* [EXERCISE BRIEF]:
Of the entries below, restate word for word only the section that runs from the line with "#[serde(skip_serializing)]" to the line with "let _ = tracing_subscriber::registry()", counting both ends.

(Saved entries)

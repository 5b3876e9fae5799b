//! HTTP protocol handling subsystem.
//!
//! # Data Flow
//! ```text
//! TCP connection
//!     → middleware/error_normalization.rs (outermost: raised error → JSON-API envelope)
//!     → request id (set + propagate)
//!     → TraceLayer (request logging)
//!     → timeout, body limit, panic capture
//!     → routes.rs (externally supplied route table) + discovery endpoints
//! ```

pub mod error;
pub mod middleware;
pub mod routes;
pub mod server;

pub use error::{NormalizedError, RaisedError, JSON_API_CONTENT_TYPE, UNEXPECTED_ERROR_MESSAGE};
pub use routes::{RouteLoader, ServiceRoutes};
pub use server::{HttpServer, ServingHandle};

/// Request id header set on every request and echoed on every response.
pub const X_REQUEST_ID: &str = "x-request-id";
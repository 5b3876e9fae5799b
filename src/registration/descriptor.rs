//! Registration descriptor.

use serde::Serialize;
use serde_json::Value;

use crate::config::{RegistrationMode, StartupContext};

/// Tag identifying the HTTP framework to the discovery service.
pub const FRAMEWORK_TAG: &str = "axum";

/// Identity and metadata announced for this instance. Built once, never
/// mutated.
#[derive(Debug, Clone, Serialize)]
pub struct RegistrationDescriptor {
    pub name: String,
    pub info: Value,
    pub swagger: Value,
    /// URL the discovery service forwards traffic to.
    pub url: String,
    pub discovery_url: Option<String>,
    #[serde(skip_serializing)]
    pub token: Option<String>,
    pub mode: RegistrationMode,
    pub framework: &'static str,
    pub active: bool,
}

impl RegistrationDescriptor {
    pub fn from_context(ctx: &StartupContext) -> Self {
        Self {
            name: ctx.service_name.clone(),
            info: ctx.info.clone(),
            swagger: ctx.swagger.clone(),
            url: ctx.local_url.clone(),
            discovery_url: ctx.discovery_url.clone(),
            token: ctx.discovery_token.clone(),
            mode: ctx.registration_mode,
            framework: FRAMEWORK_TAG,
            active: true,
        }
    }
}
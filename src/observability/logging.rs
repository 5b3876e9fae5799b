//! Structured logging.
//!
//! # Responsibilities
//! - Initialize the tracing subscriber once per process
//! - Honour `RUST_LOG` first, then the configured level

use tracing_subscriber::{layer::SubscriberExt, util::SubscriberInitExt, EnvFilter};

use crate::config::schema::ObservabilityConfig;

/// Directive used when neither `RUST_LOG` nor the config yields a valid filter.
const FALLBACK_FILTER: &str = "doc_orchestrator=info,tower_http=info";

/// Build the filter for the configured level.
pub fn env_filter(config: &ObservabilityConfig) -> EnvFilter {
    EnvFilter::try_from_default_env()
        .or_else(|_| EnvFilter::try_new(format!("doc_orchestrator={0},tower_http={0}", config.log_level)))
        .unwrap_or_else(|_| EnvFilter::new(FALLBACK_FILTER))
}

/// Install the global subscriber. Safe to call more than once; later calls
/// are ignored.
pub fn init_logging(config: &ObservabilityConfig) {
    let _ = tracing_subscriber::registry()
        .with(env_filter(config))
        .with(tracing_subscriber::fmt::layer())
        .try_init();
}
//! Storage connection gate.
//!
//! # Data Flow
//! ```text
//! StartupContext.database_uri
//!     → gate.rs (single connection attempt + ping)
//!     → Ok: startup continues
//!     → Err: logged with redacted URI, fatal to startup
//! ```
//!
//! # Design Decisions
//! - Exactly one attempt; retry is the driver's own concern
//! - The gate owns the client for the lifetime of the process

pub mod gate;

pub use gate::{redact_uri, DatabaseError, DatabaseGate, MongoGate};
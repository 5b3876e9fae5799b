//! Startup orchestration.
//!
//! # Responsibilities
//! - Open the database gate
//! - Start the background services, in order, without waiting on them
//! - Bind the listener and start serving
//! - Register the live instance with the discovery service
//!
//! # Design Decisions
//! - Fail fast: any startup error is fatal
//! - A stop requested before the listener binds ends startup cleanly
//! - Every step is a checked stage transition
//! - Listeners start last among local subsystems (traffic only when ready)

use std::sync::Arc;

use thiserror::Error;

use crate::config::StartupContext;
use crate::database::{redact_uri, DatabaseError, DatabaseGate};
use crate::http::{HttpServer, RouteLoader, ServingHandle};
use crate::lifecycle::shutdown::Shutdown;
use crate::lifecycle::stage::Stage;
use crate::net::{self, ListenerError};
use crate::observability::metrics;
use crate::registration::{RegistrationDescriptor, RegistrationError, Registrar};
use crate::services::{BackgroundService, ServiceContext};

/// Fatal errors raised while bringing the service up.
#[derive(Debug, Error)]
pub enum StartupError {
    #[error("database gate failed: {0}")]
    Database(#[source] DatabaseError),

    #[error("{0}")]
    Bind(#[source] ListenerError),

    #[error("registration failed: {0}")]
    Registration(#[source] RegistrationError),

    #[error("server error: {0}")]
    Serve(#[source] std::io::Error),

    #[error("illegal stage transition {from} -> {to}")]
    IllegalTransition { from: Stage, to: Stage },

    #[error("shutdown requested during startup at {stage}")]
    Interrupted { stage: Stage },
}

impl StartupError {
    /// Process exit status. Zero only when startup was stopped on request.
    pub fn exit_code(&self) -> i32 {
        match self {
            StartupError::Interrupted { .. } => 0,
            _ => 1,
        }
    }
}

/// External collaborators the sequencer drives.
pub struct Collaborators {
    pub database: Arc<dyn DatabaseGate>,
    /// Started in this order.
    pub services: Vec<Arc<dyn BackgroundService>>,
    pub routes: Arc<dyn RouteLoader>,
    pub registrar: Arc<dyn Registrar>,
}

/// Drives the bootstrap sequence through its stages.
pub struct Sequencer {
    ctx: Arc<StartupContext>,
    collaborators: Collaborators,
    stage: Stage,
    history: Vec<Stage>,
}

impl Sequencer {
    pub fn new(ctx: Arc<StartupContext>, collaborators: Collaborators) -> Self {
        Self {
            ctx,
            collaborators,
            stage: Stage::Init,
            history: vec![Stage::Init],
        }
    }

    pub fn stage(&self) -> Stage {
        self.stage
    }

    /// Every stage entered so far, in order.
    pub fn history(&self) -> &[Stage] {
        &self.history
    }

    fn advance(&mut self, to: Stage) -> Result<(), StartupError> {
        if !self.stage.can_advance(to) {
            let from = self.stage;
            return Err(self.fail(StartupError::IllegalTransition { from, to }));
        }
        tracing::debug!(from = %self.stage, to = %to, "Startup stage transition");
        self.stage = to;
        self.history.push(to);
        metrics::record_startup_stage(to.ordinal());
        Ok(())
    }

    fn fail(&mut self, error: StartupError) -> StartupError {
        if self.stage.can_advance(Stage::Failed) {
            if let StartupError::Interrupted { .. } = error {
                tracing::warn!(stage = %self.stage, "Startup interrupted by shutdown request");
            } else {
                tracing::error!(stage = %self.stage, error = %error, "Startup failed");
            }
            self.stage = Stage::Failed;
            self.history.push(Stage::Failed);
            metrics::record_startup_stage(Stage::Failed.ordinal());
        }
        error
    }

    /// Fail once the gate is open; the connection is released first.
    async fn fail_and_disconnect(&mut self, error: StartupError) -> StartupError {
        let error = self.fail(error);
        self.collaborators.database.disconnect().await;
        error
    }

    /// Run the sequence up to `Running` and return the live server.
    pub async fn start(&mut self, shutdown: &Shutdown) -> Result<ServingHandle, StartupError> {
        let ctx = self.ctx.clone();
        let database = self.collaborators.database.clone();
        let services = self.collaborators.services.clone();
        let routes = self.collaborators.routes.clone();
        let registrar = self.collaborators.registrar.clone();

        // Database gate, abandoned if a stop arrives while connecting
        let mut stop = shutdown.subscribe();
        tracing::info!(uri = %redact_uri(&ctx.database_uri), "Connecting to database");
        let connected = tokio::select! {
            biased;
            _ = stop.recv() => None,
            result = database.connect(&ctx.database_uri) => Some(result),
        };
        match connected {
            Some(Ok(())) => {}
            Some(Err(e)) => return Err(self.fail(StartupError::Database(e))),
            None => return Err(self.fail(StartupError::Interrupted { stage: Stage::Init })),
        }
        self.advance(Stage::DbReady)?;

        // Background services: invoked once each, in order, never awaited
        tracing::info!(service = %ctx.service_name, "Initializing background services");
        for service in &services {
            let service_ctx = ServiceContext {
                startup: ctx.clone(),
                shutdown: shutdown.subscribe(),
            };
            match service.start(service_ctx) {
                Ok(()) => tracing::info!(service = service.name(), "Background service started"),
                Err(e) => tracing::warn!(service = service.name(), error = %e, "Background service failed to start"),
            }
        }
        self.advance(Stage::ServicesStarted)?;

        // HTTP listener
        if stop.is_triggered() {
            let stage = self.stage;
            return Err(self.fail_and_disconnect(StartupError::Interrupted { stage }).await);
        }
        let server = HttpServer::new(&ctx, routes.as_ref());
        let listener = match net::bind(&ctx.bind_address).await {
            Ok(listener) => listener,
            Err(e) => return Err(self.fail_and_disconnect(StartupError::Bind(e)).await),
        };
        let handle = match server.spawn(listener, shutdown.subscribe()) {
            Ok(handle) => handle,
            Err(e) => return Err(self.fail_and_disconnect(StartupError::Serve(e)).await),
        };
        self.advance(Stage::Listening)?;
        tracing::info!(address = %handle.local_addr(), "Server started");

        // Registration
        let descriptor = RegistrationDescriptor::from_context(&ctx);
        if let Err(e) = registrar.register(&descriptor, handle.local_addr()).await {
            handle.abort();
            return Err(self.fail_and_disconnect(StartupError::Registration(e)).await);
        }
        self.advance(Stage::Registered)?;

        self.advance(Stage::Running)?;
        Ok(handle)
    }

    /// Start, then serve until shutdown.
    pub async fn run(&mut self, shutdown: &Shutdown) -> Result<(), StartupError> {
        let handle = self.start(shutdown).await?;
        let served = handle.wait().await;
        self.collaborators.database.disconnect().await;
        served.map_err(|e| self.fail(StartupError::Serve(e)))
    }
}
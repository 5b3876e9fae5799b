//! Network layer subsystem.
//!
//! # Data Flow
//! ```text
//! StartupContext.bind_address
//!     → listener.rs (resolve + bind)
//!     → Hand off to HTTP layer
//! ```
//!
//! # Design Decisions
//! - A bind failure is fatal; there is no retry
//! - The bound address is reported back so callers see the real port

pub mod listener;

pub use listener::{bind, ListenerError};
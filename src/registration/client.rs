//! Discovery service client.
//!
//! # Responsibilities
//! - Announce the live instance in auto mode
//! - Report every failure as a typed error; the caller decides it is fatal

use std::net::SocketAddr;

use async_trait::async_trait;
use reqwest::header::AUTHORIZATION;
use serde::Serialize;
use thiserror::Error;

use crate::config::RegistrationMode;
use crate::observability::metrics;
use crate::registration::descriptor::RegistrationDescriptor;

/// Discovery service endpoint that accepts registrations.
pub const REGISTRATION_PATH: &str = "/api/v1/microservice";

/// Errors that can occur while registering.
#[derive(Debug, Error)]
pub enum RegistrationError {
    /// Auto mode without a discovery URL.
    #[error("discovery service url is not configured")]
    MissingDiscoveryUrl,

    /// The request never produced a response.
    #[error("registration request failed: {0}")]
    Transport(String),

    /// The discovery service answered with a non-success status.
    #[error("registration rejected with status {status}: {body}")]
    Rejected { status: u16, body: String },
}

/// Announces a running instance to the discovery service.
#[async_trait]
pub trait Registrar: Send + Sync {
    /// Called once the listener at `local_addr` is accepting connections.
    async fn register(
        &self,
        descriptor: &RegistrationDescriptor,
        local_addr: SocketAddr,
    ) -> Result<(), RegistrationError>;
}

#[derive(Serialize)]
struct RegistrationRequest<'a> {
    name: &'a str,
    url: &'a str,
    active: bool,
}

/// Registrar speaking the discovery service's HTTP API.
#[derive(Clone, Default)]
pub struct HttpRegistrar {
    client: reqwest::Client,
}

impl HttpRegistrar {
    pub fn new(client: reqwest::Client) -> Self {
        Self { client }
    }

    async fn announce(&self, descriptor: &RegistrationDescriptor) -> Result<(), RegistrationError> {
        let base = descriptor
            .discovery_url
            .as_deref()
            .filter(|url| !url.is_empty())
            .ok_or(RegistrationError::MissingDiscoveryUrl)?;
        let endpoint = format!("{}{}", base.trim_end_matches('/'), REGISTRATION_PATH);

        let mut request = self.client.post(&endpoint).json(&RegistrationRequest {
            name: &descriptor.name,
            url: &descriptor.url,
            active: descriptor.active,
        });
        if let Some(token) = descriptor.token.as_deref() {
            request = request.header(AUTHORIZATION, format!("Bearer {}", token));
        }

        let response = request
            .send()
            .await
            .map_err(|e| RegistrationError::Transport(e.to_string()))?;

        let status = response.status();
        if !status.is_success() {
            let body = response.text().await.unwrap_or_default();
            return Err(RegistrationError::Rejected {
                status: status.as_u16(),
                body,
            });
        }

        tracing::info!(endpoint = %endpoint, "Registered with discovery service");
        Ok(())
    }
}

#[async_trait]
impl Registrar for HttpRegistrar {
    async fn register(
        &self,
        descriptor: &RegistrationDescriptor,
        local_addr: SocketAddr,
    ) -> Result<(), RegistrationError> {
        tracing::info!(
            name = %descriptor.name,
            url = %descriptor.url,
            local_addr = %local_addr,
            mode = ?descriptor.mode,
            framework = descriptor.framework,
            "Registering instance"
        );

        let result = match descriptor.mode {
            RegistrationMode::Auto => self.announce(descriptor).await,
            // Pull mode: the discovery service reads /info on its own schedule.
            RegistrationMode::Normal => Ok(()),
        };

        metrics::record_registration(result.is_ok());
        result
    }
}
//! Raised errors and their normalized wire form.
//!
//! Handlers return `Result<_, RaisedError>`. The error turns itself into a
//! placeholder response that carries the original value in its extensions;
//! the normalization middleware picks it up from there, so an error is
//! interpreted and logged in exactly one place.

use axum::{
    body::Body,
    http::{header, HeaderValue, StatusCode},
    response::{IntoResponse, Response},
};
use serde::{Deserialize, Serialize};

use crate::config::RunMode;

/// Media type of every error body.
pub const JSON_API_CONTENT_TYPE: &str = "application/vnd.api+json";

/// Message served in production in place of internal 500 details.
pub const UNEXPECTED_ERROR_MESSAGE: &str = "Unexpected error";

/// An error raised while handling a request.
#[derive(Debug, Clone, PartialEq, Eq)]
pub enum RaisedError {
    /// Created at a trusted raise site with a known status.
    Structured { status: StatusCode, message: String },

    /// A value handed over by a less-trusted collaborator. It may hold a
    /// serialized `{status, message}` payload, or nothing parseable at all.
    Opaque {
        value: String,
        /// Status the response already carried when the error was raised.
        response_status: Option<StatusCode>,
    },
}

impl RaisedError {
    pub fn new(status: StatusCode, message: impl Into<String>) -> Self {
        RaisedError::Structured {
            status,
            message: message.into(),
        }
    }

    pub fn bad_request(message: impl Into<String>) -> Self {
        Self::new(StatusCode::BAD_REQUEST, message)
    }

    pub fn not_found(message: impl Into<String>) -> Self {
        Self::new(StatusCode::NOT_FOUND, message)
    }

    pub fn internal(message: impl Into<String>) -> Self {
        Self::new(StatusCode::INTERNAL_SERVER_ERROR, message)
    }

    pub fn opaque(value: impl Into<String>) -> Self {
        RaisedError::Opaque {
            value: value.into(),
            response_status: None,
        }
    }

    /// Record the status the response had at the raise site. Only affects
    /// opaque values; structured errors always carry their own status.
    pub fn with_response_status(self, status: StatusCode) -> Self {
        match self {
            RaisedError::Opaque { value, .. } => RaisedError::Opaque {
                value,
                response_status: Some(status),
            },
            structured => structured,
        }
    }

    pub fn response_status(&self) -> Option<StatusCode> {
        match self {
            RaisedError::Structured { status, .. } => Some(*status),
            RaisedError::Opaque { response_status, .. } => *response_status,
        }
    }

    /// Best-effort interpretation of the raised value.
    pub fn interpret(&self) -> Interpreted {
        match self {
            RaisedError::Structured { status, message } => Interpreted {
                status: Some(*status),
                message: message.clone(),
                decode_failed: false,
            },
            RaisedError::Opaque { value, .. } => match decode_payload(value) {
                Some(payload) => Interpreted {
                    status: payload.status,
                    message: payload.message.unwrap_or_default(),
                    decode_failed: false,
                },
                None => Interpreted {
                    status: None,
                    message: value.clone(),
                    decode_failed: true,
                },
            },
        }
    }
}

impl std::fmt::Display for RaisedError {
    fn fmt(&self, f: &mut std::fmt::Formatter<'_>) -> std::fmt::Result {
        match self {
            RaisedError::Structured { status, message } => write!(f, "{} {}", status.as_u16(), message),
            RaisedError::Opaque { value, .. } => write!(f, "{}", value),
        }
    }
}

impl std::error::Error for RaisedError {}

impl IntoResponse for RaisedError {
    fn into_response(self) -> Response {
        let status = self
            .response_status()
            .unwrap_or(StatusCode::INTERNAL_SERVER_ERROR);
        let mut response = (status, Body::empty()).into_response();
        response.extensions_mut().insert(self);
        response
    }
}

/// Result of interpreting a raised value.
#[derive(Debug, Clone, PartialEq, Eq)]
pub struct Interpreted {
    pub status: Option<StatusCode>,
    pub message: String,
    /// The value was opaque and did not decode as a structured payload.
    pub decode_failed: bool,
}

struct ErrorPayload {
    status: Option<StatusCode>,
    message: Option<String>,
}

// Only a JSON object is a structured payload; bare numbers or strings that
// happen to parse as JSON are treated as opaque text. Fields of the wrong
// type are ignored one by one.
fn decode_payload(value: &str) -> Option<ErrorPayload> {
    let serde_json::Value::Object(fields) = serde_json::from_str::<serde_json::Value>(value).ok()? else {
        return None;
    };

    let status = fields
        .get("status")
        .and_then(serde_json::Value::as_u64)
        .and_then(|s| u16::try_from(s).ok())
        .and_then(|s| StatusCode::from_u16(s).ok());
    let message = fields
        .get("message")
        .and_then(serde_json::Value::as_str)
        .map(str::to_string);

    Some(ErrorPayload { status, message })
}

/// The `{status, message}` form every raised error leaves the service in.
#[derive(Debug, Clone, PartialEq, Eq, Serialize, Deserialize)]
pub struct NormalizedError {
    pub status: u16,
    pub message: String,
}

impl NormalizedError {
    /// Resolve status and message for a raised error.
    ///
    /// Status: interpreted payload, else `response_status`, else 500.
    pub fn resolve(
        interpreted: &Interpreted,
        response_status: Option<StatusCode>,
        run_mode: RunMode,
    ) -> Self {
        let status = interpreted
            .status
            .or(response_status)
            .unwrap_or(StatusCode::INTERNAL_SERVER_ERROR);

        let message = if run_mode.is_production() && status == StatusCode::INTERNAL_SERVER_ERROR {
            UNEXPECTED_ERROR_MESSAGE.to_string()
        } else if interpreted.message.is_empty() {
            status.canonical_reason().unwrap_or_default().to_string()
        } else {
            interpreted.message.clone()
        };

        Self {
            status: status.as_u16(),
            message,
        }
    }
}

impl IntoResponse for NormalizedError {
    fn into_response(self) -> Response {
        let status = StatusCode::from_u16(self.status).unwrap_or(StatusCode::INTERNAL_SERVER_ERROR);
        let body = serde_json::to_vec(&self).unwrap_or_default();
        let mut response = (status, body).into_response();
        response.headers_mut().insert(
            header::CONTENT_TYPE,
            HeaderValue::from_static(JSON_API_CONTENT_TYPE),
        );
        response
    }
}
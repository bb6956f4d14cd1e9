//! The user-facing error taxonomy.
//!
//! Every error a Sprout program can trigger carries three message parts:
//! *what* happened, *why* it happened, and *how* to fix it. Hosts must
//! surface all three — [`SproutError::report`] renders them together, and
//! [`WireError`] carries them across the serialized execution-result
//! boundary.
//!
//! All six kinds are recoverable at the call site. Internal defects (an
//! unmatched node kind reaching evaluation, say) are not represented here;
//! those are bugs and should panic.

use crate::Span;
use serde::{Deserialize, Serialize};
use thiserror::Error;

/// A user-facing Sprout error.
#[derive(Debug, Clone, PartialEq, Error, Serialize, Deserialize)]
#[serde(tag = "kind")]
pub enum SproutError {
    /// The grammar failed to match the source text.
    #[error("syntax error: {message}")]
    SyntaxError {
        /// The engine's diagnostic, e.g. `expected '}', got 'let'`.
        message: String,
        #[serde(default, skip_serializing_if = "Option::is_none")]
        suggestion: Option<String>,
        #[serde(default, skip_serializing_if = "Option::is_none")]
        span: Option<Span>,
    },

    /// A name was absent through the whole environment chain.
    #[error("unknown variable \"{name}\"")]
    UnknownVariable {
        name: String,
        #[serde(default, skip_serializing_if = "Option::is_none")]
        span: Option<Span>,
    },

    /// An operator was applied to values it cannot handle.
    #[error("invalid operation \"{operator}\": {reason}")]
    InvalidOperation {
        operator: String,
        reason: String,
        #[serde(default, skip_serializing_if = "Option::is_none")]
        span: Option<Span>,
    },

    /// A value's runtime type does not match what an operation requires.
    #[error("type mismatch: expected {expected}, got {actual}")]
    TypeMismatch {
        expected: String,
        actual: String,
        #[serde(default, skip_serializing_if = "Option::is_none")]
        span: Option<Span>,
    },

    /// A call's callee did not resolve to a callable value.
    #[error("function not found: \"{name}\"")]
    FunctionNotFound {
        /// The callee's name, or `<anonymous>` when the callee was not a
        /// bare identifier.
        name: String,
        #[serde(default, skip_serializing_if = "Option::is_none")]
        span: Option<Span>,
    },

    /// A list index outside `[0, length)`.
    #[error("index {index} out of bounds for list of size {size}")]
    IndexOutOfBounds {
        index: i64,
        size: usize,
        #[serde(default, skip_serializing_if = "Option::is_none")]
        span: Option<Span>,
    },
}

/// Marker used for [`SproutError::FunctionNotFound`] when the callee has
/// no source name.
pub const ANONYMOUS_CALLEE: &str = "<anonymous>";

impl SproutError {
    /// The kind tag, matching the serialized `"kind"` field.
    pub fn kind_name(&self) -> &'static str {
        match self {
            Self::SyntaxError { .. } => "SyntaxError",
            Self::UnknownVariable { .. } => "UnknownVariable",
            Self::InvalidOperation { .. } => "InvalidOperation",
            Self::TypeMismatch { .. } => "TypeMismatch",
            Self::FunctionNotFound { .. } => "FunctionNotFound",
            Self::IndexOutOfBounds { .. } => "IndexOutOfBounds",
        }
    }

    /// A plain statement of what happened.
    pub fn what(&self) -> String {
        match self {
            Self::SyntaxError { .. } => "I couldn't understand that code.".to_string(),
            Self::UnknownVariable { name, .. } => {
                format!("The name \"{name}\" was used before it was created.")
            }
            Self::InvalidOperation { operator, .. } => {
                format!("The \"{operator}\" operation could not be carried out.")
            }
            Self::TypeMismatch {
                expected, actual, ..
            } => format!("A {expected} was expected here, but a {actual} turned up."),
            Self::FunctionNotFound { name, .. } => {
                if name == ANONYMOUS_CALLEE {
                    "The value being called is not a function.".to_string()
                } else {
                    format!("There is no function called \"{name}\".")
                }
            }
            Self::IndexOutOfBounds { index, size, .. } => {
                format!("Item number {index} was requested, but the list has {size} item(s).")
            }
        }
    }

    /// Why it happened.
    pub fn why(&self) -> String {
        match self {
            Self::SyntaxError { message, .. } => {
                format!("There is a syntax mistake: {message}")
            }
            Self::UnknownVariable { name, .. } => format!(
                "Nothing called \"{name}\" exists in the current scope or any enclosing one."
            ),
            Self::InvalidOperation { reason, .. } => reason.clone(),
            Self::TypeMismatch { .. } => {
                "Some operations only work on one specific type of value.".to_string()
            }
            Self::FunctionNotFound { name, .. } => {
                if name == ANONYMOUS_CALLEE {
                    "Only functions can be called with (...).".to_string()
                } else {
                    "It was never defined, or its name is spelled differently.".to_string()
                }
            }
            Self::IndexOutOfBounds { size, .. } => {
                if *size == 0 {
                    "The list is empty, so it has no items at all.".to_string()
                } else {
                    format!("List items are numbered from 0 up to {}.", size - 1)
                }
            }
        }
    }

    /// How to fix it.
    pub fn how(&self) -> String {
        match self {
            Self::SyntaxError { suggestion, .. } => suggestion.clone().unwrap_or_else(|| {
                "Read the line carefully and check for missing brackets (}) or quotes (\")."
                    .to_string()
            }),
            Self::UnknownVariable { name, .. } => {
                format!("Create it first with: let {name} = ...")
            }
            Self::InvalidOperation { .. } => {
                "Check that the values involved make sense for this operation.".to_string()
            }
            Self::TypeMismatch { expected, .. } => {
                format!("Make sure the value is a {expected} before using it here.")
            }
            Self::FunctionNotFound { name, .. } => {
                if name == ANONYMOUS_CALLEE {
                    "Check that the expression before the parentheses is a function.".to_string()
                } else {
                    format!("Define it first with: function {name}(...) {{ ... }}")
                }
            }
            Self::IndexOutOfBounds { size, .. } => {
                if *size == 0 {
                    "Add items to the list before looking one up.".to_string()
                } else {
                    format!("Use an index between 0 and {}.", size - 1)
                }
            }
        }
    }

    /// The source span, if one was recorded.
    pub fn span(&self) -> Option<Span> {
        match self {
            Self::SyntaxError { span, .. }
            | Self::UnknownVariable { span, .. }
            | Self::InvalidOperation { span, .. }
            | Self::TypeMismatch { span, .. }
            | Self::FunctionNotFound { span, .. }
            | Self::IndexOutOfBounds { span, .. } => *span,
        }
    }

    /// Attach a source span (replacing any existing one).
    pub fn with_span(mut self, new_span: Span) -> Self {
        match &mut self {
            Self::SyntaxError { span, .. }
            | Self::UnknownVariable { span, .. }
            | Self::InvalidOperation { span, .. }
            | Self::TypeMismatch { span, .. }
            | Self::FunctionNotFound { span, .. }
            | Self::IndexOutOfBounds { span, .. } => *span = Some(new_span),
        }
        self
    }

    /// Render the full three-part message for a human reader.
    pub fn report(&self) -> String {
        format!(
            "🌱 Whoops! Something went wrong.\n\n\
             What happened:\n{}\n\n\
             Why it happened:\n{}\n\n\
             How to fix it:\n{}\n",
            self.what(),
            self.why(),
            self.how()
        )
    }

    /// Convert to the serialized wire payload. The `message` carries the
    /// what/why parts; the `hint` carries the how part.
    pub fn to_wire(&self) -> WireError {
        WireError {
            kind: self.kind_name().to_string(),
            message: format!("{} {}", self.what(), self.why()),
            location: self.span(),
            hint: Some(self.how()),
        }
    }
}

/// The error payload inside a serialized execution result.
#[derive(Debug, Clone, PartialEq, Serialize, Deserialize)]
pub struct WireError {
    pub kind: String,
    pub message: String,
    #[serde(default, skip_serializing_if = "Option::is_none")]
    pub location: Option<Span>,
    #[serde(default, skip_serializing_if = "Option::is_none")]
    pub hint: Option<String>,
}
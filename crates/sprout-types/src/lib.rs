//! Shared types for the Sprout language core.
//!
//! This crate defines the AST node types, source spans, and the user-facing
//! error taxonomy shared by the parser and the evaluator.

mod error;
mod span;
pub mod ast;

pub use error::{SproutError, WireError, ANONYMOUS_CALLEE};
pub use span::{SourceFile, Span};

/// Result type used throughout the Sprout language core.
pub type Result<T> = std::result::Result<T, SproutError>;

* [SOLVED PROBLEM]:
    #[serde(skip_serializing)]
    pub token: Option<String>,
    pub mode: RegistrationMode,
    pub framework: &'static str,
    pub active: bool,
}

impl RegistrationDescriptor {
    pub fn from_context(ctx: &StartupContext) -> Self {
        Self {
            name: ctx.service_name.clone(),
            info: ctx.info.clone(),
            swagger: ctx.swagger.clone(),
            url: ctx.local_url.clone(),
            discovery_url: ctx.discovery_url.clone(),
            token: ctx.discovery_token.clone(),
            mode: ctx.registration_mode,
            framework: FRAMEWORK_TAG,
            active: true,
        }
    }
}
filename src/observability/logging.rs
repository 5b3876e9fae5799b
//! Structured logging.
//!
//! # Responsibilities
//! - Initialize the tracing subscriber once per process
//! - Honour `RUST_LOG` first, then the configured level

use tracing_subscriber::{layer::SubscriberExt, util::SubscriberInitExt, EnvFilter};

use crate::config::schema::ObservabilityConfig;

/// Directive used when neither `RUST_LOG` nor the config yields a valid filter.
const FALLBACK_FILTER: &str = "doc_orchestrator=info,tower_http=info";

/// Build the filter for the configured level.
pub fn env_filter(config: &ObservabilityConfig) -> EnvFilter {
    EnvFilter::try_from_default_env()
        .or_else(|_| EnvFilter::try_new(format!("doc_orchestrator={0},tower_http={0}", config.log_level)))
        .unwrap_or_else(|_| EnvFilter::new(FALLBACK_FILTER))
}

/// Install the global subscriber. Safe to call more than once; later calls
/// are ignored.
pub fn init_logging(config: &ObservabilityConfig) {
    let _ = tracing_subscriber::registry()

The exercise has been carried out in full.